### Aim of the exercise
Below is a listing. Write out exactly its lines between the one holding "let item = self" and the one holding "let mut available = 0u32;", inclusive.

### Exercise materials

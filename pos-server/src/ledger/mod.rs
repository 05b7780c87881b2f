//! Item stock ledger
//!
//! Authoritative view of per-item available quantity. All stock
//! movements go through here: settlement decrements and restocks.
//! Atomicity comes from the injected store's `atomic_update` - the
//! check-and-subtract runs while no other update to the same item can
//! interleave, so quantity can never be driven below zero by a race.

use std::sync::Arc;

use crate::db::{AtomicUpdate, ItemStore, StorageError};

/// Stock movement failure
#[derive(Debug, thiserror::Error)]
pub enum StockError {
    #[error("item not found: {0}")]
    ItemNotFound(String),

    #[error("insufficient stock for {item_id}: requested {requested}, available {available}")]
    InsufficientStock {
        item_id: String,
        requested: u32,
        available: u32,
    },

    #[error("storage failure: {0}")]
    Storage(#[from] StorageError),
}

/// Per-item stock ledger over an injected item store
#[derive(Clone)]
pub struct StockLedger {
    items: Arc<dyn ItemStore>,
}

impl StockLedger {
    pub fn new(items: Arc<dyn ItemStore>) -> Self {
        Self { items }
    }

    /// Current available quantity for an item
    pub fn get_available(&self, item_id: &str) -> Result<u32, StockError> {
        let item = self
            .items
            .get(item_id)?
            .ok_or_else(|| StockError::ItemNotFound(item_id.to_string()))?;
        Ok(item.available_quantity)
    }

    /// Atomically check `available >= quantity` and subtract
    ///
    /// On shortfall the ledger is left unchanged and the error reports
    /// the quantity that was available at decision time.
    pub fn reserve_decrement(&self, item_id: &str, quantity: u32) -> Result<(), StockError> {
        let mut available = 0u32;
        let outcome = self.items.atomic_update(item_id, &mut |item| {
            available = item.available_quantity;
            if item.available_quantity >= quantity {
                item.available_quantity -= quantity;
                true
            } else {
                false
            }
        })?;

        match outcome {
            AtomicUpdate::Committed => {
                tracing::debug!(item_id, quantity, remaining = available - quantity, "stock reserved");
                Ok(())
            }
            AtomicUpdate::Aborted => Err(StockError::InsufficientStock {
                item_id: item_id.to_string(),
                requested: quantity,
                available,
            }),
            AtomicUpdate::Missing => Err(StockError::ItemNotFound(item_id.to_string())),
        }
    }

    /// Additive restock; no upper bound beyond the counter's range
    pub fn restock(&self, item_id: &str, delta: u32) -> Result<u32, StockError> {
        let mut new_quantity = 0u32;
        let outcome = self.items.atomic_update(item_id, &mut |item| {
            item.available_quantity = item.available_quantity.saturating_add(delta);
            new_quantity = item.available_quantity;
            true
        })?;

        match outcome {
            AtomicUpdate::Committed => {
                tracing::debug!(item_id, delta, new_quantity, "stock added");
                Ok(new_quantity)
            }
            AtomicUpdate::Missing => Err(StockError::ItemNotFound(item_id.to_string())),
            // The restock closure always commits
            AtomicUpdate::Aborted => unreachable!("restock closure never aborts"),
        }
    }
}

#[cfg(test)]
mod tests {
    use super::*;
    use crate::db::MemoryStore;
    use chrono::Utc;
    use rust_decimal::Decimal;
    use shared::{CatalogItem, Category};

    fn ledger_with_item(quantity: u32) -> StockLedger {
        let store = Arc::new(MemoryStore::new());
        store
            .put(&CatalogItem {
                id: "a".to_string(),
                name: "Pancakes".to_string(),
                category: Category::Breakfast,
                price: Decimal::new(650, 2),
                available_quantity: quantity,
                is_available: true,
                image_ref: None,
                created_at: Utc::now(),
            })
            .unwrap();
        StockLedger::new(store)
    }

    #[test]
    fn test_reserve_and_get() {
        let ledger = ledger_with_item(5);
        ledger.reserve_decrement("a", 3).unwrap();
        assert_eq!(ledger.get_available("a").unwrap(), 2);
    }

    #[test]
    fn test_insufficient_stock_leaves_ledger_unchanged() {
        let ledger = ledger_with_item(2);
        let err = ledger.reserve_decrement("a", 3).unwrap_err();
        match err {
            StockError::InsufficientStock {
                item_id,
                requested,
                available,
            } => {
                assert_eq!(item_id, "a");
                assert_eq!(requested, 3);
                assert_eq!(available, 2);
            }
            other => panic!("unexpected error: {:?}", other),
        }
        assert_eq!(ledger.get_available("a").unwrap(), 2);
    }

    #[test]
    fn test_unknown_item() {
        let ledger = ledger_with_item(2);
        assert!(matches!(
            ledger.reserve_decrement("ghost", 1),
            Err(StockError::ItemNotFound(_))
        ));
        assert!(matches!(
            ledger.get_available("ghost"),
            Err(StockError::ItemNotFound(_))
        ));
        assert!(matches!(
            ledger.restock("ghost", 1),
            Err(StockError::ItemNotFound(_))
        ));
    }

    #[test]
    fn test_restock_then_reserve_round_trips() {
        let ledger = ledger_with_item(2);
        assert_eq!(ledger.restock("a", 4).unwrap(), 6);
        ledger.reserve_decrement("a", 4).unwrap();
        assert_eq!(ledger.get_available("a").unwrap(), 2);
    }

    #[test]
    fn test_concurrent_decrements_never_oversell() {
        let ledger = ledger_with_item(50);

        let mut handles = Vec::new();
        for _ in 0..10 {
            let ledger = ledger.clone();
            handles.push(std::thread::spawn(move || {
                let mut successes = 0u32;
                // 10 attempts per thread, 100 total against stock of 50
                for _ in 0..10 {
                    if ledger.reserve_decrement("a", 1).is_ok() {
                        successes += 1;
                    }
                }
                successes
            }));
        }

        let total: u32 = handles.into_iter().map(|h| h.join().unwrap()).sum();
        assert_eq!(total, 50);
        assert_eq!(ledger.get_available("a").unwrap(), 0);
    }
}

### Expected output
        let item = self
            .items
            .get(item_id)?
            .ok_or_else(|| StockError::ItemNotFound(item_id.to_string()))?;
        Ok(item.available_quantity)
    }

    /// Atomically check `available >= quantity` and subtract
    ///
    /// On shortfall the ledger is left unchanged and the error reports
    /// the quantity that was available at decision time.
    pub fn reserve_decrement(&self, item_id: &str, quantity: u32) -> Result<(), StockError> {
        let mut available = 0u32;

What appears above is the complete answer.